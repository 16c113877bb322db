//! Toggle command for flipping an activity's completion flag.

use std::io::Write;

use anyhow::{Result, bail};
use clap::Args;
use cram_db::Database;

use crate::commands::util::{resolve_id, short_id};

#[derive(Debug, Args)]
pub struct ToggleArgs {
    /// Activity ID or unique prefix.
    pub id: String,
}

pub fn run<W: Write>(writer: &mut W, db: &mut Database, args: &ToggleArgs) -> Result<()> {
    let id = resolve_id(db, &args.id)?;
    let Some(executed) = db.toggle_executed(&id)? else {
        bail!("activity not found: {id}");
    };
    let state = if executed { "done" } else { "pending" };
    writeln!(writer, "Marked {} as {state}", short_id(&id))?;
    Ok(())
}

◆ ◆ ◆ ◆ ◆

* _WORK REQUEST_
Track down every line of the material containing the string "state", and copy it.

* _EXERCISE SOLUTION_
    let state = if executed { "done" } else { "pending" };
    writeln!(writer, "Marked {} as {state}", short_id(&id))?;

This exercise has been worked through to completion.